До сей поры королевскому гонцу ни разу не доводилось встречаться с князем Мэйтианном лично. Слышать-то в'етт Уйрэл слышал… и немало, а вот видеть не пришлось. Очень уж молод был вестник Верховного Короля, а оттого навыдумывал себе небылиц и страхов больше, чем сам весил вместе с седлом и сумкой. Народное творчество традиционно приписывало Отступнику богатырское сложение, звериный оскал и львиный хвост. Ожидания гонца оказались удовлетворены частично. При определенной доле фантазии вообразить могучую мускулатуру под доспехами Рыжего не сложно, зверской на лице Мэя была лишь щетина, а с хвостом вообще промашка вышла. Огненно-рыжая шевелюра — это да, тут людская молва не врет, если не обращать внимания на то, что волосы потемнели и слиплись от пота. Но в остальном — ничего демонического в Рыжем князе гонец не нашел: ни в манере общения, ни в голосе. Мэй разговаривал тихо, вежливо и безупречно корректно. В'етту Уйрелу вменялось бдить о каждом слове, жесте или намеке, которые могут исходить от князя-приграничника, все запоминать и пересказать дословно о том, что делается в лагере защитников Тир-Луниэна. Особенно тщательно инструктировали гонца относительно реакции Мэя на послание от короля. Содержание документа, разумеется, оставалось секретом от юного вестника.
— Извольте ознакомиться, милорд, — церемонно поклонился Уйрэл, протягивая запечатанную тубу со свитком. — Я подожду вашего ответа здесь.
Рыжий невозмутимо указал на табурет возле стола, мол, не обессудь, но в военном лагере не до удобств. И пока Голос Короны с интересом разглядывал скромное убранство палатки командующего, Мэй сломал печать и углубился в чтение.
Впоследствии, в'етт Уйрэл мамой клялся и присягу давал, что на осунувшейся небритой физиономии Отступника не проступило даже намека на эмоции. Улыбаться Мэй, конечно, не улыбался, но его и не перекосило от злости, как мечталось кое-кому в Лот-Алхави. Он обмакнул перо в чернила и вывел чуть ниже королевского росчерка всего одну фразу: «Я все понял».

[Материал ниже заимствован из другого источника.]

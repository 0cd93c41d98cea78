//! Two-tier result cache with clear-all eviction.
//!
//! Tier 1 maps a threshold to the full-resolution result for the current
//! source version. Tier 2 maps a display size and threshold to a scaled
//! rendering of that result.

use std::hash::Hash;
use std::sync::Arc;

use hashbrown::HashMap;
use tracing::debug;

use crate::display::DisplayImage;
use crate::threshold::Threshold;
use crate::worker::ProcessedResult;

pub const DEFAULT_CACHE_CAPACITY: usize = 10;

/// Bounded map that drops every entry when a new key would exceed capacity.
#[derive(Debug)]
pub struct ClearAllCache<K, V> {
    entries: HashMap<K, V>,
    capacity: usize,
}

impl<K: Eq + Hash, V> ClearAllCache<K, V> {
    pub fn new(capacity: usize) -> Self {
        assert!(capacity > 0, "cache capacity must be positive");
        Self {
            entries: HashMap::with_capacity(capacity),
            capacity,
        }
    }

    pub fn get(&self, key: &K) -> Option<&V> {
        self.entries.get(key)
    }

    /// Inserts `value`, clearing the whole map first if `key` is new and
    /// the map is full. Returns true if an eviction happened.
    pub fn insert(&mut self, key: K, value: V) -> bool {
        let evict = self.entries.len() >= self.capacity && !self.entries.contains_key(&key);
        if evict {
            debug!(capacity = self.capacity, "cache tier full, clearing");
            self.entries.clear();
        }

        self.entries.insert(key, value);
        evict
    }

    pub fn clear(&mut self) {
        self.entries.clear();
    }

    pub fn len(&self) -> usize {
        self.entries.len()
    }

    pub fn is_empty(&self) -> bool {
        self.entries.is_empty()
    }

    pub fn capacity(&self) -> usize {
        self.capacity
    }
}

#[derive(Debug, Clone, Copy, PartialEq, Eq, Hash)]
pub struct DisplayKey {
    pub width: u32,
    pub height: u32,
    pub threshold: Threshold,
}

#[derive(Debug)]
pub struct ResultCache {
    source_version: u64,
    threshold: Option<Threshold>,
    processed: ClearAllCache<Threshold, Arc<ProcessedResult>>,
    display: ClearAllCache<DisplayKey, Arc<DisplayImage>>,
}

impl Default for ResultCache {
    fn default() -> Self {
        Self::new(DEFAULT_CACHE_CAPACITY)
    }
}

impl ResultCache {
    pub fn new(capacity: usize) -> Self {
        Self {
            source_version: 0,
            threshold: None,
            processed: ClearAllCache::new(capacity),
            display: ClearAllCache::new(capacity),
        }
    }

    pub fn source_version(&self) -> u64 {
        self.source_version
    }

    pub fn selected_threshold(&self) -> Option<Threshold> {
        self.threshold
    }

    /// Drops both tiers; called whenever the source image is replaced.
    pub fn invalidate_source(&mut self, source_version: u64) {
        debug!(
            from = self.source_version,
            to = source_version,
            "invalidating result cache"
        );
        self.source_version = source_version;
        self.processed.clear();
        self.display.clear();
    }

    /// Records the active threshold; tier 2 is cleared if it changed.
    pub fn select_threshold(&mut self, threshold: Threshold) {
        if self.threshold != Some(threshold) {
            self.display.clear();
            self.threshold = Some(threshold);
        }
    }

    pub fn processed(
        &self,
        source_version: u64,
        threshold: Threshold,
    ) -> Option<Arc<ProcessedResult>> {
        if source_version != self.source_version {
            return None;
        }

        self.processed
            .get(&threshold)
            .filter(|result| result.source_version == source_version)
            .cloned()
    }

    /// Returns false if `result` was computed against a stale source.
    pub fn insert_processed(&mut self, result: Arc<ProcessedResult>) -> bool {
        if result.source_version != self.source_version {
            debug!(
                result_version = result.source_version,
                current_version = self.source_version,
                "discarding stale result"
            );
            return false;
        }

        self.processed.insert(result.threshold, result);
        true
    }

    pub fn display(&self, key: &DisplayKey) -> Option<Arc<DisplayImage>> {
        if self.threshold != Some(key.threshold) {
            return None;
        }

        self.display
            .get(key)
            .filter(|image| image.source_version == self.source_version)
            .cloned()
    }

    /// Returns false if `image` belongs to a stale source or threshold.
    pub fn insert_display(&mut self, key: DisplayKey, image: Arc<DisplayImage>) -> bool {
        if self.threshold != Some(key.threshold) || image.source_version != self.source_version {
            return false;
        }

        self.display.insert(key, image);
        true
    }

    pub fn processed_len(&self) -> usize {
        self.processed.len()
    }

    pub fn display_len(&self) -> usize {
        self.display.len()
    }
}

#[cfg(test)]
mod tests {
    use super::*;
    use crate::pixel_buffer::PixelBuffer;

    fn threshold(value: i64) -> Threshold {
        Threshold::new(value).unwrap()
    }

    fn result(source_version: u64, value: i64) -> Arc<ProcessedResult> {
        Arc::new(ProcessedResult {
            buffer: PixelBuffer::filled(1, 1, &[1, 2, 3]).unwrap(),
            threshold: threshold(value),
            source_version,
        })
    }

    fn display_image(source_version: u64, value: i64) -> Arc<DisplayImage> {
        Arc::new(DisplayImage::new(
            image::RgbaImage::new(2, 2),
            threshold(value),
            source_version,
        ))
    }

    #[test]
    #[should_panic(expected = "cache capacity must be positive")]
    fn zero_capacity_is_rejected() {
        ClearAllCache::<u32, u32>::new(0);
    }

    #[test]
    fn clear_all_eviction() {
        let mut cache = ClearAllCache::new(3);
        assert!(!cache.insert(1, "a"));
        assert!(!cache.insert(2, "b"));
        assert!(!cache.insert(3, "c"));
        assert_eq!(cache.len(), 3);

        assert!(cache.insert(4, "d"));
        assert_eq!(cache.len(), 1);
        assert_eq!(cache.get(&4), Some(&"d"));
        assert!(cache.get(&1).is_none());
    }

    #[test]
    fn replacing_existing_key_does_not_evict() {
        let mut cache = ClearAllCache::new(2);
        cache.insert(1, "a");
        cache.insert(2, "b");

        assert!(!cache.insert(2, "B"));
        assert_eq!(cache.len(), 2);
        assert_eq!(cache.get(&2), Some(&"B"));
    }

    #[test]
    fn processed_hit_and_miss() {
        let mut cache = ResultCache::new(4);
        cache.invalidate_source(1);

        assert!(cache.insert_processed(result(1, 60)));
        assert!(cache.processed(1, threshold(60)).is_some());
        assert!(cache.processed(1, threshold(61)).is_none());
        assert!(cache.processed(2, threshold(60)).is_none());
    }

    #[test]
    fn stale_processed_insert_is_rejected() {
        let mut cache = ResultCache::new(4);
        cache.invalidate_source(2);

        assert!(!cache.insert_processed(result(1, 60)));
        assert_eq!(cache.processed_len(), 0);
    }

    #[test]
    fn source_invalidation_clears_both_tiers() {
        let mut cache = ResultCache::new(4);
        cache.invalidate_source(1);
        cache.select_threshold(threshold(60));
        cache.insert_processed(result(1, 60));

        let key = DisplayKey {
            width: 2,
            height: 2,
            threshold: threshold(60),
        };
        assert!(cache.insert_display(key, display_image(1, 60)));

        cache.invalidate_source(2);

        assert!(cache.processed(1, threshold(60)).is_none());
        assert!(cache.processed(2, threshold(60)).is_none());
        assert!(cache.display(&key).is_none());
        assert_eq!(cache.processed_len(), 0);
        assert_eq!(cache.display_len(), 0);
    }

    #[test]
    fn threshold_change_clears_display_tier_only() {
        let mut cache = ResultCache::new(4);
        cache.invalidate_source(1);
        cache.select_threshold(threshold(60));
        cache.insert_processed(result(1, 60));

        let key = DisplayKey {
            width: 10,
            height: 5,
            threshold: threshold(60),
        };
        cache.insert_display(key, display_image(1, 60));
        assert!(cache.display(&key).is_some());

        cache.select_threshold(threshold(60));
        assert!(cache.display(&key).is_some(), "same threshold keeps tier 2");

        cache.select_threshold(threshold(70));
        assert_eq!(cache.display_len(), 0);
        assert!(cache.processed(1, threshold(60)).is_some());

        cache.select_threshold(threshold(60));
        assert!(cache.display(&key).is_none());
    }

    #[test]
    fn display_insert_for_other_threshold_is_rejected() {
        let mut cache = ResultCache::new(4);
        cache.invalidate_source(1);
        cache.select_threshold(threshold(60));

        let key = DisplayKey {
            width: 2,
            height: 2,
            threshold: threshold(80),
        };
        assert!(!cache.insert_display(key, display_image(1, 80)));
        assert!(cache.display(&key).is_none());
    }

    #[test]
    fn processed_tier_evicts_when_full() {
        let mut cache = ResultCache::new(2);
        cache.invalidate_source(1);
        cache.insert_processed(result(1, 1));
        cache.insert_processed(result(1, 2));
        cache.insert_processed(result(1, 3));

        assert_eq!(cache.processed_len(), 1);
        assert!(cache.processed(1, threshold(3)).is_some());
        assert!(cache.processed(1, threshold(1)).is_none());
    }
}
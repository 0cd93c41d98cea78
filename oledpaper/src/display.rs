use image::imageops::{self, FilterType};
use image::RgbaImage;

use crate::error::{Error, Result};
use crate::io::to_dynamic;
use crate::threshold::Threshold;
use crate::worker::ProcessedResult;

/// A processed result scaled for on-screen presentation.
#[derive(Debug, Clone)]
pub struct DisplayImage {
    pub threshold: Threshold,
    pub source_version: u64,
    image: RgbaImage,
}

impl DisplayImage {
    pub fn new(image: RgbaImage, threshold: Threshold, source_version: u64) -> Self {
        Self {
            threshold,
            source_version,
            image,
        }
    }

    pub fn width(&self) -> u32 {
        self.image.width()
    }

    pub fn height(&self) -> u32 {
        self.image.height()
    }

    pub fn image(&self) -> &RgbaImage {
        &self.image
    }
}

/// Largest size with the source aspect ratio that fits in `max_width` x `max_height`.
///
/// Neither dimension of the result is ever zero.
pub fn fit_size(width: u32, height: u32, max_width: u32, max_height: u32) -> (u32, u32) {
    if width == 0 || height == 0 {
        return (max_width.max(1), max_height.max(1));
    }

    let scale = f64::min(
        max_width as f64 / width as f64,
        max_height as f64 / height as f64,
    );

    let fit = |size: u32, max: u32| ((size as f64 * scale).round() as u32).clamp(1, max.max(1));

    (fit(width, max_width), fit(height, max_height))
}

/// Scales `result` to fit the display area, keeping its aspect ratio.
pub fn render(result: &ProcessedResult, max_width: u32, max_height: u32) -> Result<DisplayImage> {
    if max_width == 0 || max_height == 0 {
        return Err(Error::configuration(format!(
            "display size {max_width}x{max_height} must be non-zero"
        )));
    }

    let source = to_dynamic(&result.buffer)?.to_rgba8();
    let (width, height) = fit_size(source.width(), source.height(), max_width, max_height);

    let image = if (width, height) == source.dimensions() {
        source
    } else {
        imageops::resize(&source, width, height, FilterType::Triangle)
    };

    Ok(DisplayImage::new(
        image,
        result.threshold,
        result.source_version,
    ))
}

— Пожалуй, не стану вас дольше задерживать, в'етт Уйрэл, — молвил он, протягивая гонцу свиток.
— А подписаться? — растерялся юноша.
— Государь прекрасно знает мой почерк. Вам не о чем беспокоиться, — заверил его Мэй, и, как ни в чем ни бывало, вернулся к прерванному чтению какого-то скучного документа на гайши — языке нэсс.
Исписанный сверху донизу мелким бисерным почерком лист, к тому же разделенный на множество пунктов, никак не мог считаться интересным чтивом. Гонец не сдвинулся с места. Он сам не мог объяснить, чего ожидал от Рыжего князя. Столичные доброжелатели настоятельно советовали дождаться, когда Мэй пожелает высказаться. По их ухмылкам даже такой простодушный юнец, как Уйрэл, догадывался: Отступник должен, как минимум, возмутиться.

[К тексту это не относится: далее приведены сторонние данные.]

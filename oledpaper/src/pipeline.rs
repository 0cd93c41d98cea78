//! Presenter-facing entry point.
//!
//! [`Pipeline`] owns the image store, the parameter channel, the result
//! cache and the worker thread. A presenter loads images, requests
//! thresholds and receives [`WorkerEvent`]s, either through a callback that
//! runs on the worker thread or through an [`mpsc::Receiver`] it drains on
//! its own thread.

use std::sync::atomic::{AtomicBool, Ordering};
use std::sync::{mpsc, Arc};
use std::thread::{self, ThreadId};

use arc_swap::ArcSwapOption;
use parking_lot::Mutex;
use tracing::{debug, error, info};

use crate::cache::{DisplayKey, ResultCache};
use crate::config::Config;
use crate::display::{self, DisplayImage};
use crate::error::{Error, Result};
use crate::image_store::ImageStore;
use crate::pixel_buffer::PixelBuffer;
use crate::threshold::Threshold;
use crate::worker::{
    ParameterChannel, ProcessedResult, ThresholdWorker, WorkerContext, WorkerEvent, WorkerState,
};

#[derive(Debug)]
pub struct Pipeline {
    pub(crate) store: Arc<ImageStore>,
    params: Arc<ParameterChannel>,
    pub(crate) cache: Arc<Mutex<ResultCache>>,
    current: Arc<ArcSwapOption<ProcessedResult>>,
    requested: Mutex<Option<Threshold>>,
    worker: Mutex<Option<ThresholdWorker>>,
    worker_thread: Option<ThreadId>,
    // held for the whole stop-and-join so every shutdown caller waits for it
    shutdown_lock: Mutex<()>,
    shut_down: AtomicBool,
}

impl Pipeline {
    /// Starts the worker. `on_result` is invoked on the worker thread for
    /// every delivered result or failure.
    pub fn new<Callback>(config: &Config, on_result: Callback) -> Result<Self>
    where
        Callback: Fn(WorkerEvent) + Send + 'static,
    {
        config.validate()?;

        let store = Arc::new(ImageStore::new());
        let params = Arc::new(ParameterChannel::new());
        let cache = Arc::new(Mutex::new(ResultCache::new(config.cache_capacity)));
        let current: Arc<ArcSwapOption<ProcessedResult>> = Arc::new(ArcSwapOption::empty());

        let ctx = WorkerContext {
            store: Arc::clone(&store),
            params: Arc::clone(&params),
            cache: Arc::clone(&cache),
            poll_interval: config.poll_interval(),
        };

        let worker = ThresholdWorker::start(ctx, {
            let current = Arc::clone(&current);
            move |event: WorkerEvent| {
                if let WorkerEvent::Processed(result) = &event {
                    current.store(Some(Arc::clone(result)));
                }
                on_result(event);
            }
        })?;

        Ok(Self {
            store,
            params,
            cache,
            current,
            requested: Mutex::new(None),
            worker_thread: worker.thread_id(),
            worker: Mutex::new(Some(worker)),
            shutdown_lock: Mutex::new(()),
            shut_down: AtomicBool::new(false),
        })
    }

    /// Starts the worker with delivery as message passing: events are sent
    /// to the returned receiver for the presenter to drain on its own thread.
    pub fn with_channel(config: &Config) -> Result<(Self, mpsc::Receiver<WorkerEvent>)> {
        let (tx, rx) = mpsc::channel();

        let pipeline = Self::new(config, move |event| {
            // a dropped receiver only means nobody is listening anymore
            let _ = tx.send(event);
        })?;

        Ok((pipeline, rx))
    }

    /// Replaces the source image and invalidates every cached result.
    ///
    /// The most recently requested threshold is re-posted so the new image
    /// gets rendered without another request.
    pub fn load_image(&self, buffer: PixelBuffer) -> Result<u64> {
        self.ensure_running()?;

        // hold the cache lock across the swap so the worker can't insert a
        // result for the new version before the cache knows about it
        let version = {
            let mut cache = self.cache.lock();
            let version = self.store.set_image(buffer);
            cache.invalidate_source(version);
            version
        };

        if let Some(threshold) = *self.requested.lock() {
            self.params.send(threshold);
        }

        Ok(version)
    }

    pub fn request_threshold(&self, threshold: Threshold) -> Result<()> {
        self.ensure_running()?;

        *self.requested.lock() = Some(threshold);
        self.cache.lock().select_threshold(threshold);

        if self.params.send(threshold) {
            debug!(%threshold, "coalesced pending threshold");
        }

        Ok(())
    }

    /// The last delivered result, if it was computed from the current image.
    pub fn current_result(&self) -> Option<Arc<ProcessedResult>> {
        let version = self.store.version();
        self.current
            .load_full()
            .filter(|result| result.source_version == version)
    }

    /// The current result scaled to fit `width` x `height`, cached per size.
    pub fn display_image(&self, width: u32, height: u32) -> Result<Option<Arc<DisplayImage>>> {
        let Some(result) = self.current_result() else {
            return Ok(None);
        };

        let key = DisplayKey {
            width,
            height,
            threshold: result.threshold,
        };

        if let Some(image) = self.cache.lock().display(&key) {
            return Ok(Some(image));
        }

        let image = Arc::new(display::render(&result, width, height)?);
        self.cache.lock().insert_display(key, Arc::clone(&image));

        Ok(Some(image))
    }

    pub fn source_version(&self) -> u64 {
        self.store.version()
    }

    pub fn worker_state(&self) -> WorkerState {
        self.worker
            .lock()
            .as_ref()
            .map_or(WorkerState::Stopped, ThresholdWorker::state)
    }

    pub fn is_shut_down(&self) -> bool {
        self.shut_down.load(Ordering::Acquire)
    }

    /// Stops and joins the worker. No callback fires after this returns,
    /// including when another thread is already shutting down.
    ///
    /// Must not be called from `on_result`: the worker can't join itself, so
    /// that returns [`Error::StopFromWorkerThread`] and leaves the pipeline
    /// running.
    pub fn shutdown(&self) -> Result<()> {
        if self.worker_thread == Some(thread::current().id()) {
            return Err(Error::StopFromWorkerThread);
        }

        let _shutting_down = self.shutdown_lock.lock();
        if self.shut_down.swap(true, Ordering::AcqRel) {
            return Ok(());
        }

        // the worker lock is released before joining; a callback may query
        // `worker_state` while it finishes
        let worker = self.worker.lock().take();
        let Some(mut worker) = worker else {
            return Ok(());
        };

        let result = worker.stop();
        match &result {
            Ok(()) => info!("pipeline shut down"),
            Err(err) => error!(%err, "worker did not shut down cleanly"),
        }

        result
    }

    fn ensure_running(&self) -> Result<()> {
        if self.is_shut_down() {
            return Err(Error::Shutdown);
        }
        Ok(())
    }
}

impl Drop for Pipeline {
    fn drop(&mut self) {
        // errors are already logged by shutdown; on the worker thread the
        // worker's own drop raises the stop flag instead
        let _ = self.shutdown();
    }
}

— Вы можете идти, — напомнил Мэй, не поднимая взгляда на гонца.
И что оставалось делать бедному юноше, кроме как убираться восвояси?
Едва за его спиной колыхнулось полотнище, заменяющее в шатре дверь, Рыжий откинулся на спинку кресла и рассмеялся. Невесело так рассмеялся. Утер носы столичным стервятникам и не дал насладиться очередным унижением, но не более того. Если бы сдержанность и самообладание сумели защитить его воинов на поле битвы, то Мэй обязательно отправился бы в столицу с визитами вежливости ко всем своим явным и тайным недоброжелателям и там бы явил всему высшему свету силу собственных нервов. Если бы все было так просто.
— Можно? — спросил Дайнар, засовывая внутрь шатра голову. — Чем обрадуешь?
— Ничем. Государь решил подождать, чем у нас тут кончится дело.
Глаза Дайнара нехорошо блеснули. Он вошел и плюхнулся на освободившийся табурет.
— Как он это пояснил? — спросил он, разглядывая накопившуюся грязь под ногтями.